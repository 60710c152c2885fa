use std::path::PathBuf;

use clap::{Parser, Subcommand};

/// structptr - read and edit JSON documents with RFC 6901 pointers
#[derive(Parser, Debug)]
#[command(name = "structptr")]
#[command(author, version, about, long_about = None)]
pub struct Cli {
    /// Read the document from a file instead of stdin
    #[arg(short, long, global = true, value_name = "FILE")]
    pub input: Option<PathBuf>,

    /// Print JSON on a single line
    #[arg(long, global = true)]
    pub compact: bool,

    /// Let `set` add keys that don't exist yet
    #[arg(long, global = true)]
    pub create: bool,

    /// Log more (repeat for trace output)
    #[arg(short, long, global = true, action = clap::ArgAction::Count)]
    pub verbose: u8,

    #[command(subcommand)]
    pub command: Command,
}

#[derive(Subcommand, Debug, Clone, PartialEq, Eq)]
pub enum Command {
    /// Print the value a pointer refers to
    Get { pointer: String },

    /// Replace or append the value at a pointer and print the document
    Set {
        pointer: String,
        /// JSON value to store
        value: String,
        /// Store VALUE as a string instead of parsing it as JSON
        #[arg(short, long)]
        string: bool,
    },

    /// Remove the values at one or more pointers and print the document
    Delete {
        #[arg(required = true)]
        pointers: Vec<String>,
    },

    /// Print pointers in traversal order, one per line
    ///
    /// Pointers are taken from the arguments, or from the input one per line
    /// when none are given.
    Sort { pointers: Vec<String> },

    /// Print the decoded segments of a pointer as a JSON array
    Parse { pointer: String },
}

impl Cli {
    /// Log filter implied by `-v` flags; `RUST_LOG` still wins.
    pub fn log_level(&self) -> &'static str {
        match self.verbose {
            0 => "warn",
            1 => "debug",
            _ => "trace",
        }
    }
}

(TASK TO CARRY OUT): The response should reproduce every entry above exactly.

(ANSWER SECTION):
repository 60710c152c2885fa
use std::path::PathBuf;

use clap::{Parser, Subcommand};

/// structptr - read and edit JSON documents with RFC 6901 pointers
#[derive(Parser, Debug)]
#[command(name = "structptr")]
#[command(author, version, about, long_about = None)]
pub struct Cli {
    /// Read the document from a file instead of stdin
    #[arg(short, long, global = true, value_name = "FILE")]
    pub input: Option<PathBuf>,

    /// Print JSON on a single line
    #[arg(long, global = true)]
    pub compact: bool,

    /// Let `set` add keys that don't exist yet
    #[arg(long, global = true)]
    pub create: bool,

    /// Log more (repeat for trace output)
    #[arg(short, long, global = true, action = clap::ArgAction::Count)]
    pub verbose: u8,

    #[command(subcommand)]
    pub command: Command,
}

#[derive(Subcommand, Debug, Clone, PartialEq, Eq)]
pub enum Command {
    /// Print the value a pointer refers to
    Get { pointer: String },

    /// Replace or append the value at a pointer and print the document
    Set {
        pointer: String,
        /// JSON value to store
        value: String,
        /// Store VALUE as a string instead of parsing it as JSON
        #[arg(short, long)]
        string: bool,
    },

    /// Remove the values at one or more pointers and print the document
    Delete {
        #[arg(required = true)]
        pointers: Vec<String>,
    },

    /// Print pointers in traversal order, one per line
    ///
    /// Pointers are taken from the arguments, or from the input one per line
    /// when none are given.
    Sort { pointers: Vec<String> },

    /// Print the decoded segments of a pointer as a JSON array
    Parse { pointer: String },
}

impl Cli {
    /// Log filter implied by `-v` flags; `RUST_LOG` still wins.
    pub fn log_level(&self) -> &'static str {
        match self.verbose {
            0 => "warn",
            1 => "debug",
            _ => "trace",
        }
    }
}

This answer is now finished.